What the exercise asks | Of the lines in the data below, write out exactly those from the one holding "assert!(matches!(causes(&*wrapped), Causes::Single(_)));" through the one holding "what went wrong", both included.

_ _ _ _ _ _ _

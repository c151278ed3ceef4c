//! Searching a tree of wrapped errors for a specific code.

use std::error::Error;
use std::fmt;

use crate::{CodedError, ErrorCode};

/// The unwrap shape of an error, resolved once per visited node.
pub enum Causes<'a> {
    None,
    Single(&'a (dyn Error + 'static)),
    Multi(&'a [Box<dyn Error + Send + Sync>]),
}

/// Resolve how `err` unwraps.
///
/// A [`JoinedError`] is multi-cause; every other error is single-cause
/// through [`Error::source`]. Since `JoinedError::source` is always `None`,
/// no error is ever both.
pub fn causes<'a>(err: &'a (dyn Error + 'static)) -> Causes<'a> {
    if let Some(joined) = err.downcast_ref::<JoinedError>() {
        return Causes::Multi(&joined.errors);
    }

    match err.source() {
        Some(source) => Causes::Single(source),
        None => Causes::None,
    }
}

/// Find, anywhere in the cause tree rooted at `err`, a [`CodedError<C>`]
/// whose code equals `code`.
///
/// The walk is depth-first over an explicit stack, so deep chains do not
/// grow the call stack. Causes of a multi-cause error are visited in order.
/// The walk does not track visited nodes: a cause graph that loops back on
/// itself is never exhausted.
pub fn as_with_code<'a, C: ErrorCode>(
    err: &'a (dyn Error + 'static),
    code: C,
) -> Option<&'a CodedError<C>> {
    let mut stack: Vec<&'a (dyn Error + 'static)> = vec![err];

    while let Some(top) = stack.pop() {
        if let Some(coded) = top.downcast_ref::<CodedError<C>>() {
            if coded.code() == code {
                tracing::trace!("found code {} in error chain", code);
                return Some(coded);
            }
        }

        match causes(top) {
            Causes::None => {}
            Causes::Single(source) => stack.push(source),
            Causes::Multi(errors) => {
                stack.extend(errors.iter().rev().map(|e| &**e as &(dyn Error + 'static)));
            }
        }
    }

    tracing::trace!("code {} not found in error chain", code);
    None
}

/// Like [`as_with_code`], for callers holding an optional error.
/// `None` returns `None` without walking anything.
pub fn as_with_code_opt<'a, C: ErrorCode>(
    err: Option<&'a (dyn Error + 'static)>,
    code: C,
) -> Option<&'a CodedError<C>> {
    err.and_then(|err| as_with_code(err, code))
}

/// An error with several causes.
///
/// Displays each cause on its own line. It has no single
/// [`source`](Error::source); use [`causes`] or [`JoinedError::errors`].
#[derive(Debug, Default)]
pub struct JoinedError {
    errors: Vec<Box<dyn Error + Send + Sync>>,
}

impl JoinedError {
    pub fn new() -> Self {
        Self::default()
    }

    pub fn push<E>(&mut self, err: E)
    where
        E: Into<Box<dyn Error + Send + Sync>>,
    {
        self.errors.push(err.into());
    }

    pub fn with<E>(mut self, err: E) -> Self
    where
        E: Into<Box<dyn Error + Send + Sync>>,
    {
        self.push(err);
        self
    }

    pub fn errors(&self) -> &[Box<dyn Error + Send + Sync>] {
        &self.errors
    }

    pub fn len(&self) -> usize {
        self.errors.len()
    }

    pub fn is_empty(&self) -> bool {
        self.errors.is_empty()
    }
}

impl fmt::Display for JoinedError {
    fn fmt(&self, f: &mut fmt::Formatter<'_>) -> fmt::Result {
        for (i, err) in self.errors.iter().enumerate() {
            if i > 0 {
                writeln!(f)?;
            }
            write!(f, "{err}")?;
        }
        Ok(())
    }
}

impl Error for JoinedError {}

impl<E> FromIterator<E> for JoinedError
where
    E: Into<Box<dyn Error + Send + Sync>>,
{
    fn from_iter<I: IntoIterator<Item = E>>(iter: I) -> Self {
        Self {
            errors: iter.into_iter().map(Into::into).collect(),
        }
    }
}

#[cfg(test)]
mod tests {
    use super::*;
    use crate::ErrorKind;

    #[derive(Debug)]
    struct Wrapped {
        layer: usize,
        source: Box<dyn Error + Send + Sync>,
    }

    impl fmt::Display for Wrapped {
        fn fmt(&self, f: &mut fmt::Formatter<'_>) -> fmt::Result {
            write!(f, "layer {}: {}", self.layer, self.source)
        }
    }

    impl Error for Wrapped {
        fn source(&self) -> Option<&(dyn Error + 'static)> {
            Some(&*self.source)
        }
    }

    fn wrap_n(err: Box<dyn Error + Send + Sync>, layers: usize) -> Box<dyn Error + Send + Sync> {
        (0..layers).fold(err, |source, layer| -> Box<dyn Error + Send + Sync> {
            Box::new(Wrapped { layer, source })
        })
    }

    #[test]
    fn test_finds_code_through_layers() {
        for layers in [0, 1, 5] {
            let err = wrap_n(Box::new(CodedError::bad_parameter("missing name")), layers);
            let found = as_with_code(&*err, ErrorKind::BadParameter)
                .unwrap_or_else(|| panic!("not found through {layers} layers"));
            assert_eq!(found.message(), "missing name");
        }
    }

    #[test]
    fn test_absent_code() {
        let err = wrap_n(Box::new(CodedError::bad_parameter("missing name")), 3);
        assert!(as_with_code(&*err, ErrorKind::NoSuchKey).is_none());

        let plain = std::io::Error::other("plain");
        assert!(as_with_code(&plain, ErrorKind::BadParameter).is_none());
    }

    #[test]
    fn test_nil_input() {
        assert!(as_with_code_opt(None, ErrorKind::BadParameter).is_none());

        let err = CodedError::bad_parameter("x");
        let present: &(dyn Error + 'static) = &err;
        assert!(as_with_code_opt(Some(present), ErrorKind::BadParameter).is_some());
    }

    #[test]
    fn test_other_code_type_is_skipped() {
        #[derive(Debug, Clone, Copy, PartialEq, strum_macros::Display)]
        enum Other {
            BadParameter,
        }

        let err = CodedError::new(Other::BadParameter, "same name, other type");
        assert!(as_with_code(&err, ErrorKind::BadParameter).is_none());
        assert!(as_with_code(&err, Other::BadParameter).is_some());
    }

    #[test]
    fn test_searches_inner_cause() {
        let mut outer = CodedError::operation_failed("save failed");
        outer.set_inner(CodedError::unexpected_value("bad header"));

        let found = as_with_code(&outer, ErrorKind::UnexpectedValue).unwrap();
        assert_eq!(found.message(), "bad header");
    }

    #[test]
    fn test_multi_cause() {
        let joined = JoinedError::new()
            .with(std::io::Error::other("first"))
            .with(wrap_n(Box::new(CodedError::unexpected_value("deep")), 2))
            .with(CodedError::unexpected_value("shallow"));

        assert_eq!(joined.len(), 3);
        let found = as_with_code(&joined, ErrorKind::UnexpectedValue).unwrap();
        assert_eq!(found.message(), "deep");

        let wrapped = wrap_n(Box::new(joined), 2);
        assert!(as_with_code(&*wrapped, ErrorKind::UnexpectedValue).is_some());
        assert!(as_with_code(&*wrapped, ErrorKind::Panicked).is_none());
    }

    #[test]
    fn test_causes_shape() {
        let joined: JoinedError = vec![std::io::Error::other("a")].into_iter().collect();
        assert!(matches!(causes(&joined), Causes::Multi(errors) if errors.len() == 1));

        let plain = std::io::Error::other("a");
        assert!(matches!(causes(&plain), Causes::None));

        let wrapped = wrap_n(Box::new(plain), 1);
        assert!(matches!(causes(&*wrapped), Causes::Single(_)));
    }

    #[test]
    fn test_joined_display() {
        let joined = JoinedError::new().with("first").with("second");
        assert_eq!(joined.to_string(), "first\nsecond");
    }
}
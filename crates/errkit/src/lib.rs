//! # errkit
//!
//! Structured, coded errors with diagnostic payloads.
//!
//! ## Design Philosophy
//!
//! - **ErrorCode**: a closed set of codes (usually a fieldless enum) says what went wrong
//! - **ErrorLevel**: how serious it is, from FATAL to INFO
//! - **Info**: context pairs, suggestions, call frames and a nested cause
//! - **Chain search**: find a code anywhere in a tree of wrapped errors
//! - **Rendering**: a fixed, diffable multi-line layout
//!
//! ## Usage
//!
//! ```rust
//! use errkit::{CodedError, ErrorKind, as_with_code, write_error};
//!
//! fn load() -> Result<(), CodedError<ErrorKind>> {
//!     let mut err = CodedError::new(ErrorKind::BadParameter, "missing name");
//!     err.add_suggestion(["Provide", "a", "name"]);
//!     err.add_context("field", "Name");
//!     err.add_frame("load()");
//!     Err(err)
//! }
//!
//! let err = load().unwrap_err();
//! assert!(as_with_code(&err, ErrorKind::BadParameter).is_some());
//!
//! let mut out = Vec::new();
//! write_error(&mut out, &err).unwrap();
//! ```
//!
//! ## Principles
//!
//! - Domain errors are returned, never panicked, except through [`panic_with`]
//! - "Not found" is `None`, not an error
//! - Sink failures are returned unchanged
//! - A missing error is `Option::None`; [`NilSafe`] helpers do nothing on it

mod cause;
mod chain;
mod coded;
mod info;
mod kind;
mod level;
mod render;
mod value;

pub use cause::{Cause, Diagnostic};
pub use chain::{Causes, JoinedError, as_with_code, as_with_code_opt, causes};
pub use coded::{CodedError, DEFAULT_MESSAGE, NilSafe};
pub use info::{ContextValue, Info};
pub use kind::{ErrorCode, ErrorKind};
pub use level::ErrorLevel;
pub use render::{RenderConfig, Report, panic_with, write_error, write_error_with, write_info};
pub use value::{ContextLookup, try_value, value};

/// Result type alias using the stock error codes
pub type Result<T> = std::result::Result<T, CodedError<ErrorKind>>;
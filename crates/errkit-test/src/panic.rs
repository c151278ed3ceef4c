use std::any::Any;
use std::fmt;
use std::panic::{self, UnwindSafe};

use errkit::{CodedError, ErrorKind};

/// A captured panic.
///
/// String payloads (the `panic!("...")` kind) keep their text. Any other
/// payload is kept boxed and can be recovered with
/// [`payload_ref`](PanicError::payload_ref).
pub struct PanicError {
    message: Option<String>,
    payload: Box<dyn Any + Send>,
}

impl PanicError {
    pub fn from_payload(payload: Box<dyn Any + Send>) -> Self {
        let message = payload
            .downcast_ref::<&'static str>()
            .map(|s| s.to_string())
            .or_else(|| payload.downcast_ref::<String>().cloned());

        Self { message, payload }
    }

    /// The panic message, if the payload was a string.
    pub fn message(&self) -> Option<&str> {
        self.message.as_deref()
    }

    pub fn payload_ref<T: Any>(&self) -> Option<&T> {
        self.payload.downcast_ref::<T>()
    }

    pub fn into_payload(self) -> Box<dyn Any + Send> {
        self.payload
    }

    /// Turn the panic into a regular `Panicked` error.
    pub fn into_coded(self) -> CodedError<ErrorKind> {
        let mut err = CodedError::new(ErrorKind::Panicked, self.to_string());
        if self.message.is_none() {
            err.add_suggestion(["Use payload_ref to inspect a non-string payload"]);
        }
        err
    }
}

impl fmt::Display for PanicError {
    fn fmt(&self, f: &mut fmt::Formatter<'_>) -> fmt::Result {
        match &self.message {
            Some(message) => write!(f, "panic: {message}"),
            None => write!(f, "panic: <non-string payload>"),
        }
    }
}

impl fmt::Debug for PanicError {
    fn fmt(&self, f: &mut fmt::Formatter<'_>) -> fmt::Result {
        f.debug_struct("PanicError")
            .field("message", &self.message)
            .finish_non_exhaustive()
    }
}

impl std::error::Error for PanicError {}

/// Run `f` and turn a panic into a value. `None` means `f` returned normally.
pub fn capture_panic<F>(f: F) -> Option<PanicError>
where
    F: FnOnce() + UnwindSafe,
{
    match panic::catch_unwind(f) {
        Ok(()) => None,
        Err(payload) => Some(PanicError::from_payload(payload)),
    }
}
//! Rendering an error and its diagnostic info to a sink.
//!
//! The layout is fixed so tooling can diff it:
//!
//! ```text
//! [ERROR] BadParameter: missing name
//! Occurred at: 2024-05-01T10:00:00+00:00
//! Suggestions:
//! - Provide a name
//! Context:
//! - field: Name
//! Stack trace:
//! - main() <- load() <- parse()
//! Caused by:
//! [ERROR] OperationFailed: read failed
//! ```
//!
//! Each block is written only when it has content. A write failure stops
//! rendering and is returned as is.

use std::error::Error;
use std::fmt;
use std::io;

use serde::{Deserialize, Serialize};

use crate::{Cause, CodedError, Diagnostic, ErrorCode, ErrorKind, Info, JoinedError};

/// Renderer settings.
#[derive(Debug, Clone, PartialEq, Eq, Serialize, Deserialize)]
#[serde(default)]
pub struct RenderConfig {
    /// Write the `Occurred at:` line for errors that carry a timestamp.
    pub timestamps: bool,
}

impl Default for RenderConfig {
    fn default() -> Self {
        Self { timestamps: true }
    }
}

impl RenderConfig {
    pub fn new() -> Self {
        Self::default()
    }

    pub fn with_timestamps(mut self, timestamps: bool) -> Self {
        self.timestamps = timestamps;
        self
    }
}

/// An error the renderer can display, optionally with diagnostic info.
///
/// Type-erased errors expose info when they hold a `CodedError<ErrorKind>`.
/// Errors with other code types keep theirs through `dyn Diagnostic`.
pub trait Report: fmt::Display {
    fn info(&self) -> Option<&Info> {
        None
    }
}

impl<C: ErrorCode> Report for CodedError<C> {
    fn info(&self) -> Option<&Info> {
        CodedError::info(self)
    }
}

impl Report for Cause {
    fn info(&self) -> Option<&Info> {
        Cause::info(self)
    }
}

impl Report for dyn Diagnostic {
    fn info(&self) -> Option<&Info> {
        Diagnostic::info(self)
    }
}

impl Report for Box<dyn Diagnostic> {
    fn info(&self) -> Option<&Info> {
        Diagnostic::info(&**self)
    }
}

impl Report for JoinedError {}

impl Report for io::Error {}

impl Report for dyn Error + 'static {
    fn info(&self) -> Option<&Info> {
        erased_info(self)
    }
}

impl Report for dyn Error + Send + Sync + 'static {
    fn info(&self) -> Option<&Info> {
        erased_info(self)
    }
}

impl Report for Box<dyn Error + Send + Sync> {
    fn info(&self) -> Option<&Info> {
        erased_info(&**self)
    }
}

fn erased_info<'a>(err: &'a (dyn Error + 'static)) -> Option<&'a Info> {
    err.downcast_ref::<CodedError<ErrorKind>>()
        .and_then(CodedError::info)
}

impl<T: Report + ?Sized> Report for &T {
    fn info(&self) -> Option<&Info> {
        (**self).info()
    }
}

/// Write `err` and its info with the default [`RenderConfig`].
pub fn write_error<W, E>(w: &mut W, err: &E) -> io::Result<()>
where
    W: io::Write + ?Sized,
    E: Report + ?Sized,
{
    write_error_with(w, err, &RenderConfig::default())
}

/// Write the display string of `err` verbatim and, if it carries info, a
/// newline followed by the info blocks.
///
/// Output ends with a newline only when info was written; a plain error is
/// written as its bare display string. Under `Caused by:` a plain cause is
/// always followed by a newline.
pub fn write_error_with<W, E>(w: &mut W, err: &E, config: &RenderConfig) -> io::Result<()>
where
    W: io::Write + ?Sized,
    E: Report + ?Sized,
{
    write!(w, "{err}")?;

    if let Some(info) = err.info() {
        writeln!(w)?;
        write_info(w, info, config)?;
    }

    Ok(())
}

/// Write the info blocks only: timestamp, suggestions, context, stack trace
/// and the cause, rendered recursively.
pub fn write_info<W>(w: &mut W, info: &Info, config: &RenderConfig) -> io::Result<()>
where
    W: io::Write + ?Sized,
{
    if config.timestamps {
        if let Some(timestamp) = info.timestamp() {
            writeln!(w, "Occurred at: {}", timestamp.to_rfc3339())?;
        }
    }

    if !info.suggestions().is_empty() {
        writeln!(w, "Suggestions:")?;
        for suggestion in info.suggestions() {
            writeln!(w, "- {suggestion}")?;
        }
    }

    if info.has_context() {
        writeln!(w, "Context:")?;
        for (key, value) in info.context() {
            writeln!(w, "- {key}: {value}")?;
        }
    }

    if !info.frames().is_empty() {
        let trail: Vec<&str> = info.frames().iter().rev().map(String::as_str).collect();
        writeln!(w, "Stack trace:")?;
        writeln!(w, "- {}", trail.join(" <- "))?;
    }

    if let Some(inner) = info.inner() {
        writeln!(w, "Caused by:")?;
        write_error_with(w, inner, config)?;
        if inner.info().is_none() {
            writeln!(w)?;
        }
    }

    Ok(())
}

/// Render the info of `err` (not its message) to `w`, then panic with `err`
/// as the payload. `None` does nothing.
///
/// A failure to render is logged and does not prevent the panic.
pub fn panic_with<W, E>(w: &mut W, err: Option<E>)
where
    W: io::Write + ?Sized,
    E: Report + Send + 'static,
{
    let Some(err) = err else {
        return;
    };

    if let Some(info) = err.info() {
        if let Err(write_err) = write_info(w, info, &RenderConfig::default()) {
            tracing::debug!("failed to render error info before panicking: {}", write_err);
        }
    }

    tracing::debug!("panicking with {}", err);
    std::panic::panic_any(err)
}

_ _ _ _ _ _ _

Finished task |
        assert!(matches!(causes(&*wrapped), Causes::Single(_)));
    }

    #[test]
    fn test_joined_display() {
        let joined = JoinedError::new().with("first").with("second");
        assert_eq!(joined.to_string(), "first\nsecond");
    }
}
filename crates/errkit/src/lib.rs
//! # errkit
//!
//! Structured, coded errors with diagnostic payloads.
//!
//! ## Design Philosophy
//!
//! - **ErrorCode**: a closed set of codes (usually a fieldless enum) says what went wrong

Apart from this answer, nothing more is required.